**** Available records

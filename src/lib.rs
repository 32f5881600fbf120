//! docshelf — classification, dedup, filing and indexing for a remote
//! technical-manual library.
//!
//! The pipeline: the [`sorter`] walks untriaged documents in the remote
//! store, hashes them for duplicate detection, classifies them through an
//! external provider and files them under
//! `category/brand/model/documentType` (or a quarantine folder). The
//! [`sync`] service independently rebuilds a flat index from the folder
//! paths, and [`retrieval`] ranks index entries for free-text queries.
//!
//! Services take their collaborators through the [`store::ObjectStore`]
//! and [`classify::Classifier`] traits, so everything is testable against
//! the in-memory store and a scripted classifier.

pub mod classify;
pub mod config;
pub mod dedup;
pub mod diagnostics;
pub mod error;
pub mod retrieval;
pub mod sorter;
pub mod store;
pub mod sync;
mod text;

pub use classify::{Classification, Classifier, GeminiClassifier};
pub use config::LibraryConfig;
pub use error::{ClassifyError, ConfigError, SorterError, StoreError, SyncError};
pub use sorter::{CancelFlag, RunHooks, RunStatus, RunSummary, SorterService};
pub use store::{HttpObjectStore, MemoryObjectStore, ObjectStore};
pub use sync::{IndexEntry, SyncService};

use tracing_subscriber::EnvFilter;

/// Initialize logging and `.env` loading for binary callers.
///
/// Honors `RUST_LOG`; defaults to warnings everywhere and info for this
/// crate. Library embedders with their own subscriber should skip this.
pub fn init_telemetry() {
    // Missing .env is fine; exported variables still apply
    let _ = dotenvy::dotenv();

    tracing_subscriber::fmt()
        .with_env_filter(
            EnvFilter::try_from_default_env().unwrap_or_else(|_| EnvFilter::new("warn,docshelf=info")),
        )
        .init();
}
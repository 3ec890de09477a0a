//! Terminal rendering of the conversation and the side panels.

use crate::character::Character;
use crate::emotion::{EmotionKind, EmotionVector, EMOTION_HIGHLIGHT_THRESHOLD, EMOTION_MAX};
use crate::message::Message;
use crate::parameters::{PersonalityParameters, PARAMETER_MAX};

/// Width of a full bar in cells.
const BAR_WIDTH: usize = 20;

/// Available colors for printed output.
#[derive(Debug, Clone, Copy, PartialEq, Eq)]
pub enum PrinterColor {
    Red,
    Green,
    Yellow,
    Blue,
    Cyan,
    White,
    BoldRed,
    BoldCyan,
    BoldWhite,
}

impl PrinterColor {
    /// ANSI escape code for this color.
    fn ansi_code(&self) -> &'static str {
        match self {
            Self::Red => "\x1b[31m",
            Self::Green => "\x1b[32m",
            Self::Yellow => "\x1b[33m",
            Self::Blue => "\x1b[34m",
            Self::Cyan => "\x1b[36m",
            Self::White => "\x1b[37m",
            Self::BoldRed => "\x1b[1;31m",
            Self::BoldCyan => "\x1b[1;36m",
            Self::BoldWhite => "\x1b[1;37m",
        }
    }
}

/// ANSI reset code.
const RESET: &str = "\x1b[0m";

/// A piece of colored text.
#[derive(Debug, Clone, PartialEq)]
pub struct ColoredText {
    pub text: String,
    pub color: PrinterColor,
}

impl ColoredText {
    pub fn new(text: impl Into<String>, color: PrinterColor) -> Self {
        Self {
            text: text.into(),
            color,
        }
    }
}

/// `value / max` as a filled bar of [`BAR_WIDTH`] cells.
pub fn bar(value: f64, max: f64) -> String {
    let ratio = if max > 0.0 {
        (value / max).clamp(0.0, 1.0)
    } else {
        0.0
    };
    let filled = (ratio * BAR_WIDTH as f64).round() as usize;
    format!("{}{}", "█".repeat(filled), "░".repeat(BAR_WIDTH - filled))
}

/// Segments of one chat bubble.
///
/// Character bubbles carry anger and sadness to one decimal.
pub fn message_segments(message: &Message, character_name: &str) -> Vec<ColoredText> {
    if message.is_user() {
        return vec![
            ColoredText::new("You: ", PrinterColor::BoldCyan),
            ColoredText::new(message.content.clone(), PrinterColor::Cyan),
        ];
    }
    let emotion = message.emotion.unwrap_or_default();
    vec![
        ColoredText::new(format!("{}: ", character_name), PrinterColor::BoldWhite),
        ColoredText::new(message.content.clone(), PrinterColor::White),
        ColoredText::new(
            format!(
                "  [anger {:.1} | sadness {:.1}]",
                emotion.anger, emotion.sadness
            ),
            PrinterColor::Yellow,
        ),
    ]
}

/// Emotional state panel lines; components above 3 are highlighted.
pub fn emotion_panel(emotion: &EmotionVector) -> Vec<ColoredText> {
    EmotionKind::ALL
        .iter()
        .map(|kind| {
            let value = emotion.get(*kind);
            let color = if value > EMOTION_HIGHLIGHT_THRESHOLD {
                PrinterColor::BoldRed
            } else {
                PrinterColor::Green
            };
            ColoredText::new(
                format!("{:<8} {} {:.1}", kind.label(), bar(value, EMOTION_MAX), value),
                color,
            )
        })
        .collect()
}

/// Parameter panel lines.
pub fn parameter_panel(parameters: &PersonalityParameters) -> Vec<String> {
    parameters
        .entries()
        .iter()
        .map(|(name, value)| {
            format!(
                "{:<20} {} {:.1}",
                name.label(),
                bar(*value, PARAMETER_MAX),
                value
            )
        })
        .collect()
}

/// One line per character, marking the selection.
pub fn character_lines(characters: &[Character], selected: Option<&str>) -> Vec<String> {
    characters
        .iter()
        .map(|c| {
            let marker = if Some(c.id.as_str()) == selected { "*" } else { " " };
            format!("{} [{}] {} ({})", marker, c.id, c.name, c.primary_trait())
        })
        .collect()
}

/// Printer for console output with color support.
#[derive(Debug, Clone, Default)]
pub struct Printer;

impl Printer {
    pub fn new() -> Self {
        Self
    }

    /// Print a message with the specified color.
    pub fn print(&self, content: &str, color: PrinterColor) {
        println!("{}{}{}", color.ansi_code(), content, RESET);
    }

    /// Print multiple colored text segments on a single line.
    pub fn print_colored(&self, segments: &[ColoredText]) {
        let mut line = String::new();
        for segment in segments {
            line.push_str(segment.color.ansi_code());
            line.push_str(&segment.text);
            line.push_str(RESET);
        }
        println!("{}", line);
    }

    pub fn print_message(&self, message: &Message, character_name: &str) {
        self.print_colored(&message_segments(message, character_name));
    }

    pub fn print_emotions(&self, emotion: &EmotionVector) {
        self.print("Emotional state", PrinterColor::BoldWhite);
        for line in emotion_panel(emotion) {
            self.print(&line.text, line.color);
        }
    }

    pub fn print_parameters(&self, parameters: &PersonalityParameters) {
        self.print("Personality parameters", PrinterColor::BoldWhite);
        for line in parameter_panel(parameters) {
            self.print(&line, PrinterColor::Blue);
        }
    }

    pub fn print_error(&self, message: &str) {
        self.print(message, PrinterColor::Red);
    }
}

********

• [What the task asks] Each line from the beginning of the entries to the line with "Services take their" must be repeated exactly, with both end lines kept and no other lines given.

• [Written response]
filename src/lib.rs
repository 32f5881600fbf120
//! docshelf — classification, dedup, filing and indexing for a remote
//! technical-manual library.
//!
//! The pipeline: the [`sorter`] walks untriaged documents in the remote
//! store, hashes them for duplicate detection, classifies them through an
//! external provider and files them under
//! `category/brand/model/documentType` (or a quarantine folder). The
//! [`sync`] service independently rebuilds a flat index from the folder
//! paths, and [`retrieval`] ranks index entries for free-text queries.
//!
//! Services take their collaborators through the [`store::ObjectStore`]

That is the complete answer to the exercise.